Attendant Lords « Trollblog: The discipline of economics provides another striking case of the paradigm-enforcement described by Preston, which is in fact characteristic of much of the modern university. In 1982 Nobelist Wassily Leontieff wrote “The methods used to maintain intellectual discipline in the country’s most influential economics departments can occasionally remind me of those employed by the marines to maintain discipline on Parris Island.” (q. Redman pp. 158-9: compare Putnam’s quote above.) As in philosophy, the training serves to drive out many or most potentially independent thinkers: “By the time that students are a couple of years into their studies, both these questions [about rationality of agents and about the validity of modeling] are forgotten.
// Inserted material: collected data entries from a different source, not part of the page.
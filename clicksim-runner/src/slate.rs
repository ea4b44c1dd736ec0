//! Slates — one query's ranked documents — and their JSON I/O.

use serde::{Deserialize, Serialize};
use std::path::Path;

use clicksim_core::{ClickMask, ClickModelError, Documents};

use crate::simulate::RunError;

/// A query's ranked list of documents.
///
/// `features` may be omitted; click models only read relevance.
#[derive(Debug, Clone, Serialize, Deserialize, PartialEq)]
pub struct Slate {
    pub query_id: String,
    #[serde(default, skip_serializing_if = "Vec::is_empty")]
    pub features: Vec<Vec<f64>>,
    pub relevance: Vec<f64>,
}

impl Slate {
    pub fn new(query_id: impl Into<String>, relevance: Vec<f64>) -> Self {
        Self {
            query_id: query_id.into(),
            features: Vec::new(),
            relevance,
        }
    }

    /// Borrow the slate as click-model input, checking lengths when features are present.
    pub fn documents(&self) -> Result<Documents<'_>, ClickModelError> {
        if self.features.is_empty() {
            Ok(Documents::from_relevance(&self.relevance))
        } else {
            Documents::new(&self.features, &self.relevance)
        }
    }

    pub fn len(&self) -> usize {
        self.relevance.len()
    }

    pub fn is_empty(&self) -> bool {
        self.relevance.is_empty()
    }
}

/// A slate together with the clicks simulated on it.
#[derive(Debug, Clone, Serialize, Deserialize, PartialEq)]
pub struct ClickedSlate {
    #[serde(flatten)]
    pub slate: Slate,
    pub clicks: ClickMask,
}

impl ClickedSlate {
    pub fn click_count(&self) -> usize {
        self.clicks.click_count()
    }
}

/// Read a JSON array of slates.
pub fn load_slates(path: &Path) -> Result<Vec<Slate>, RunError> {
    let content = std::fs::read_to_string(path).map_err(|source| RunError::Io {
        path: path.display().to_string(),
        source,
    })?;
    Ok(serde_json::from_str(&content)?)
}

/// Write clicked slates as a pretty-printed JSON array.
pub fn save_clicked(path: &Path, clicked: &[ClickedSlate]) -> Result<(), RunError> {
    let json = serde_json::to_string_pretty(clicked)?;
    std::fs::write(path, json).map_err(|source| RunError::Io {
        path: path.display().to_string(),
        source,
    })
}
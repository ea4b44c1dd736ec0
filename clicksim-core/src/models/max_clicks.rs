//! Click limiting — keeps the first N clicks of a nested model in document order.

use rand::RngCore;

use crate::documents::{ClickLabel, ClickMask, Documents};
use crate::error::ClickModelError;

use super::{click_child, ClickModel};

/// Caps the number of clicks produced by a nested model.
///
/// Scanning from the top of the list, clicks are kept until `max_clicks` have
/// been seen; every later click becomes a non-click. This is truncation by
/// position, not a selection of the most relevant clicks. Masked documents
/// pass through untouched and do not count. `None` disables the limit.
pub struct MaxClicksModel {
    click_model: Box<dyn ClickModel>,
    max_clicks: Option<usize>,
}

impl MaxClicksModel {
    pub fn new(click_model: Box<dyn ClickModel>, max_clicks: Option<usize>) -> Self {
        Self {
            click_model,
            max_clicks,
        }
    }

    pub fn unlimited(click_model: Box<dyn ClickModel>) -> Self {
        Self::new(click_model, None)
    }

    pub fn max_clicks(&self) -> Option<usize> {
        self.max_clicks
    }
}

impl ClickModel for MaxClicksModel {
    fn name(&self) -> &str {
        "max_clicks"
    }

    fn click(
        &self,
        documents: &Documents<'_>,
        rng: &mut dyn RngCore,
    ) -> Result<ClickMask, ClickModelError> {
        let underlying = click_child(self.click_model.as_ref(), documents, rng)?;
        let Some(max_clicks) = self.max_clicks else {
            return Ok(underlying);
        };

        let mut running = 0usize;
        let mut suppressed = 0usize;
        let limited: ClickMask = underlying
            .iter()
            .map(|label| {
                if !label.is_clicked() {
                    return label;
                }
                running += 1;
                if running > max_clicks {
                    suppressed += 1;
                    ClickLabel::NotClicked
                } else {
                    label
                }
            })
            .collect();

        if suppressed > 0 {
            tracing::debug!(max_clicks, suppressed, "suppressed clicks over limit");
        }
        Ok(limited)
    }
}

#[cfg(test)]
mod tests {
    use super::*;
    use crate::models::test_models::StaticMask;
    use crate::models::OnlyRelevantClickModel;
    use rand::rngs::StdRng;
    use rand::SeedableRng;

    fn run(model: &MaxClicksModel, n_documents: usize) -> Vec<i8> {
        let relevance = vec![0.0; n_documents];
        let docs = Documents::from_relevance(&relevance);
        model
            .click(&docs, &mut StdRng::seed_from_u64(0))
            .unwrap()
            .values()
    }

    #[test]
    fn keeps_first_clicks_in_document_order() {
        let model = MaxClicksModel::new(StaticMask::boxed(&[1, 1, 1, 0, 1]), Some(2));
        assert_eq!(run(&model, 5), vec![1, 1, 0, 0, 0]);
    }

    #[test]
    fn gaps_do_not_reset_the_count() {
        let model = MaxClicksModel::new(StaticMask::boxed(&[0, 1, 0, 0, 1, 1]), Some(2));
        assert_eq!(run(&model, 6), vec![0, 1, 0, 0, 1, 0]);
    }

    #[test]
    fn zero_limit_clears_all_clicks() {
        let model = MaxClicksModel::new(StaticMask::boxed(&[1, 0, 1]), Some(0));
        assert_eq!(run(&model, 3), vec![0, 0, 0]);
    }

    #[test]
    fn limit_above_click_count_is_a_no_op() {
        let model = MaxClicksModel::new(StaticMask::boxed(&[1, 0, 1]), Some(10));
        assert_eq!(run(&model, 3), vec![1, 0, 1]);
    }

    #[test]
    fn no_limit_returns_child_mask_unchanged() {
        let model = MaxClicksModel::unlimited(StaticMask::boxed(&[1, -1, 1, 1]));
        assert_eq!(run(&model, 4), vec![1, -1, 1, 1]);
    }

    #[test]
    fn masked_entries_are_not_counted() {
        let model = MaxClicksModel::new(StaticMask::boxed(&[-1, 1, -1, 1, 1]), Some(2));
        assert_eq!(run(&model, 5), vec![-1, 1, -1, 1, 0]);
    }

    #[test]
    fn truncates_by_position_not_relevance() {
        let relevance = [1.0, 1.0, 5.0];
        let docs = Documents::from_relevance(&relevance);
        let model = MaxClicksModel::new(Box::new(OnlyRelevantClickModel::new(1.0)), Some(1));
        let mask = model.click(&docs, &mut StdRng::seed_from_u64(0)).unwrap();
        assert_eq!(mask.values(), vec![1, 0, 0]);
    }
}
Those students that remain troubled by them have quit the field; those that remain have been socialized and no longer ask about such things” (John Sutton in Coyle, pp. 249-50). In economics, the dominance of the unnamed old boys network (”more club than profession”, according to Schumpeter: Redman, p. 166) is at least as strangling as in philosophy: “The leading journals are extraordinarily dominant and consequently receive many more submissions than they can publish” (Coyle, p. 250). The power of the old boy networks, in economics as in philosophy, is shown by the fact that their members are never named, not even by their opponents — survival within the profession depends on gaining their approval. Few or none of the critical books I’ve read about philosophy or economics have ever fingered any specific person as an oppressive influence on the profession.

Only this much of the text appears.